The output should be all lines of the entries below in which the word "that" occurs.

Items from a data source
<<<<

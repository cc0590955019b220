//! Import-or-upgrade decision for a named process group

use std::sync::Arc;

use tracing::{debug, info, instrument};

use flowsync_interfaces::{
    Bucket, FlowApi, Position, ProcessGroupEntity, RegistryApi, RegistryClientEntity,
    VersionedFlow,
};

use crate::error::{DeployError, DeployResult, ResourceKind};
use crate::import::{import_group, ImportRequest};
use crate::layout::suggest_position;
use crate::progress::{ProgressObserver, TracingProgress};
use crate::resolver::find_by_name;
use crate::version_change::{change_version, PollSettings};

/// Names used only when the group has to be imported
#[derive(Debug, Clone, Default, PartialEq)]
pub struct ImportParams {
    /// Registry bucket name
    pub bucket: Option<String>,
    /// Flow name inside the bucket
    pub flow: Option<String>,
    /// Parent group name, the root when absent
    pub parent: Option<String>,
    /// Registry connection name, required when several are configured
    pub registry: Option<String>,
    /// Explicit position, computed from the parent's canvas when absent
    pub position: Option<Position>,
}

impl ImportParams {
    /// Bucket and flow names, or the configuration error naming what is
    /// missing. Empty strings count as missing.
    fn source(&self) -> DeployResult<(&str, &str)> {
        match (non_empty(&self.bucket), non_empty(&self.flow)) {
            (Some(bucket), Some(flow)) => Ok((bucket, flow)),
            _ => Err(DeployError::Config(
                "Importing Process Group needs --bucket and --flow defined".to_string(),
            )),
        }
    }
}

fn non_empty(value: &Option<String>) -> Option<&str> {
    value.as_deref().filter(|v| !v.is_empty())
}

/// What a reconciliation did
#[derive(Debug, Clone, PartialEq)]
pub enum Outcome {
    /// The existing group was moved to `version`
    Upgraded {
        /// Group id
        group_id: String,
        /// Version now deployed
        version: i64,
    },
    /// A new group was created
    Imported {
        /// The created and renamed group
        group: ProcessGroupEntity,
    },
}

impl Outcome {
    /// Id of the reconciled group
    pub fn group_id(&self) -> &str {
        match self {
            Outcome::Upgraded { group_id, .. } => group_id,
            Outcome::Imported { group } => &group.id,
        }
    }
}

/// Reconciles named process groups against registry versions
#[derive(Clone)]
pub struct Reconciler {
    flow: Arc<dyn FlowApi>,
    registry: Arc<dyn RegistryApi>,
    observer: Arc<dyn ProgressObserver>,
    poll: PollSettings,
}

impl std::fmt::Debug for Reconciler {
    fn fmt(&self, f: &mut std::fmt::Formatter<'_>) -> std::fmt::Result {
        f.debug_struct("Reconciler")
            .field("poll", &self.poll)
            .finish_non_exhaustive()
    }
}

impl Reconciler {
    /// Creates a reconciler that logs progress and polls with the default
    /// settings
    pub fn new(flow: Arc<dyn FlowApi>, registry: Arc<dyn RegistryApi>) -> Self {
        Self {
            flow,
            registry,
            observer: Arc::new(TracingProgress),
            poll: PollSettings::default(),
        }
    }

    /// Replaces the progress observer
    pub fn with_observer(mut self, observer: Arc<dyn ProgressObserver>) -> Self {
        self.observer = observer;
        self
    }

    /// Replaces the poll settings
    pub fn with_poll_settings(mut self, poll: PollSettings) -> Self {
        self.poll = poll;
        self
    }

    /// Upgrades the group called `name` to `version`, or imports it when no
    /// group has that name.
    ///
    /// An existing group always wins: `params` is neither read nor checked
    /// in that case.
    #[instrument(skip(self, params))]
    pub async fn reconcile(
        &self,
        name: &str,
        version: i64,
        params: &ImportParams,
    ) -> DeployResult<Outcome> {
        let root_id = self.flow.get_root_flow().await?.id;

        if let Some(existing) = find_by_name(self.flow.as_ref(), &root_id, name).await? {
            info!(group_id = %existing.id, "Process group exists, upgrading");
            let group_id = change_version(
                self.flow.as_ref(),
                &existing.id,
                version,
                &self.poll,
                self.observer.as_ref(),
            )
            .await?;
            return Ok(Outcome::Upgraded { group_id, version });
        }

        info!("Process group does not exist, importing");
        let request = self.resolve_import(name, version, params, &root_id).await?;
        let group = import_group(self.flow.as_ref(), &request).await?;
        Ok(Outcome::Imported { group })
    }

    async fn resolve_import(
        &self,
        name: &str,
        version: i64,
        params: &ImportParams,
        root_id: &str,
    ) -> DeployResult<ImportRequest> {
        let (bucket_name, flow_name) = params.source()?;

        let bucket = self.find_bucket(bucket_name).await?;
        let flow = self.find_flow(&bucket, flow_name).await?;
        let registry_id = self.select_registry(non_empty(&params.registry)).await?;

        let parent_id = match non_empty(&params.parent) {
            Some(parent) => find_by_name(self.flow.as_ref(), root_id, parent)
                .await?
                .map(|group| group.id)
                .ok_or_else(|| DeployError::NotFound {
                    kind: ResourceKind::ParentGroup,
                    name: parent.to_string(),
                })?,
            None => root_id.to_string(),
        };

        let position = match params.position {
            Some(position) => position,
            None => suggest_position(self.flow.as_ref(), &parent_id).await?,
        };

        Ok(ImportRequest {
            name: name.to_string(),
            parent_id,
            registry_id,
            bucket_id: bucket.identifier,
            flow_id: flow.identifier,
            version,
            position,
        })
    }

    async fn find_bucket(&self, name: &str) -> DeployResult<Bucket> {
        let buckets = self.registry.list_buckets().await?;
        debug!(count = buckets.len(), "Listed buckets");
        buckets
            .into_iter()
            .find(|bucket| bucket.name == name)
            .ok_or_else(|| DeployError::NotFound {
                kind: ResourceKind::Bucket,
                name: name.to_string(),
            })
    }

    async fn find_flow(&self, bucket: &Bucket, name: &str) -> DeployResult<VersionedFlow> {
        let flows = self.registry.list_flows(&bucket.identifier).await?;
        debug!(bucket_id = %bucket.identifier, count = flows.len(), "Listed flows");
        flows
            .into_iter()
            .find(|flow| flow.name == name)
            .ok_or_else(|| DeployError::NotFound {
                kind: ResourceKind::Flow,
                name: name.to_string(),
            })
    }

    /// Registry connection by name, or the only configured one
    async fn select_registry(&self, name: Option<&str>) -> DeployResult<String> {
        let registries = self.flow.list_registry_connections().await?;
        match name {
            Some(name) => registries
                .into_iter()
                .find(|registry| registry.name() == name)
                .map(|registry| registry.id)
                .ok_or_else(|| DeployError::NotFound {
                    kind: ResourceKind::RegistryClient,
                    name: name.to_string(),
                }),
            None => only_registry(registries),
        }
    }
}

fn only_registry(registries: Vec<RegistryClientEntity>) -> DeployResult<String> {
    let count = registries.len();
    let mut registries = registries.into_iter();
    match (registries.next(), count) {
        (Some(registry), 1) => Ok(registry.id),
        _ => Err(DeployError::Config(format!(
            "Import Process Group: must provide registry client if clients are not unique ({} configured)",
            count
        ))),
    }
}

>>>>

**Output below**
    /// Creates a reconciler that logs progress and polls with the default
    /// group has that name.
    /// in that case.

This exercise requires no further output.